#### Activity:
If a line in the records below contains the word "false", return that line.

#### Supplied data:
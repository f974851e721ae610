use crate::error::VaultError;
use crate::state::VaultConfig;
use anchor_lang::prelude::*;
use anchor_lang::solana_program::bpf_loader_upgradeable::UpgradeableLoaderState;

/// Validate that `signer` holds the program's upgrade authority.
///
/// The upgrade authority is the vault-admin capability: it gates
/// initialization, pause, administrator rotation and schema migration.
pub fn validate_program_update_authority(
    program_data: &UncheckedAccount,
    signer: &Signer,
) -> Result<()> {
    let data = program_data.try_borrow_data()?;
    let loader_state: UpgradeableLoaderState =
        bincode::deserialize(&data).map_err(|_| error!(VaultError::InvalidProgramData))?;

    match loader_state {
        UpgradeableLoaderState::ProgramData {
            upgrade_authority_address,
            ..
        } => {
            let authority =
                upgrade_authority_address.ok_or(VaultError::NoUpgradeAuthority)?;
            require_keys_eq!(
                authority,
                signer.key(),
                VaultError::InvalidUpgradeAuthority
            );
            Ok(())
        }
        _ => err!(VaultError::InvalidProgramData),
    }
}

// Reentrancy lock over the asset-moving instructions. The flag lives in the
// config account; a failed instruction reverts the whole transaction, flag
// included, so release is guaranteed on every exit path.

pub fn acquire_lock(config: &mut VaultConfig) -> Result<()> {
    require!(!config.locked, VaultError::ReentrantCall);
    config.locked = true;
    Ok(())
}

pub fn release_lock(config: &mut VaultConfig) {
    config.locked = false;
}

#[cfg(test)]
mod tests {
    use super::*;

    fn test_config() -> VaultConfig {
        VaultConfig {
            version: 1,
            base_asset_mint: Pubkey::default(),
            share_mint: Pubkey::default(),
            receipt_mint: Pubkey::default(),
            staking_provider: Pubkey::default(),
            provider_state: Pubkey::default(),
            withdrawal_queue: Pubkey::default(),
            queue_state: Pubkey::default(),
            fee_basis_points: 0,
            max_deposit: u64::MAX,
            fee_administrators: vec![],
            paused: false,
            locked: false,
            bump: 255,
        }
    }

    #[test]
    fn nested_acquire_fails() {
        let mut config = test_config();
        acquire_lock(&mut config).unwrap();
        let err = acquire_lock(&mut config).unwrap_err();
        assert!(err.to_string().contains("ReentrantCall"));
    }

    #[test]
    fn release_allows_the_next_operation() {
        let mut config = test_config();
        acquire_lock(&mut config).unwrap();
        release_lock(&mut config);
        acquire_lock(&mut config).unwrap();
    }
}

#### Response area:
    config.locked = false;
            paused: false,
            locked: false,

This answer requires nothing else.